BDM will allow locating programs in memory and applying resources reserved for the  
monitors.  
A look at the example programs on the disk can make all of this clearer. If you're using a  
compiler instead of an assembler, consult the compiler documentation for methods used to  
locate (MAP) your code, data and stack.  
Assembling source code  
An example program called “HELLO.ASM” is provided under the \EXAMPLES\CML12  
directory of the CD and if you installed AxIDE, under that programs \EXAMPLEdirectory. You  
must use the example for the MCU type installed on the CML12Sxxx board.
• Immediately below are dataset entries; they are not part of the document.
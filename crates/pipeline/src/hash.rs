//! Pipeline identity hash
//!
//! Retry payloads are keyed by this hash, so changing a pipeline's id or
//! function list orphans whatever was persisted for the old shape.

use sha2::{Digest, Sha256};

/// Hex SHA-256 of `id`, then each function identifier, newline separated
///
/// # Example
///
/// ```
/// use edgeflow_pipeline::pipeline_hash;
///
/// let a = pipeline_hash("p", &["to_xml", "export"]);
/// let b = pipeline_hash("p", &["to_json", "export"]);
/// assert_ne!(a, b);
/// assert_eq!(a.len(), 64);
/// ```
pub fn pipeline_hash(id: &str, identifiers: &[&str]) -> String {
    let mut hasher = Sha256::new();
    hasher.update(id.as_bytes());
    hasher.update(b"\n");
    hasher.update(identifiers.join("\n").as_bytes());
    hex::encode(hasher.finalize())
}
For example use  
the CML12S-DP256 example on the DP256 version board.  
You can assemble source code by using the AxIDE "BUILD" button or command line tools  
under a DOS prompt by typing:  
AS12 HELLO.ASM –L HELLO  
Most compilers and assemblers allow many command line options so using a MAKE utility or  
batch file is recommended if you use this method. Run AS12 without any arguments to see all  
the options, or see the AS12.TXT file on the disk.  
The utility software, AxIDE, provided with this board contains a simple interface to this  
assembler. Use it by selecting "Build" from its menu. This will prompt you for the file to be  
assembled. NOTE: You must select your board from the pull down menu first, or it may not  
build correctly.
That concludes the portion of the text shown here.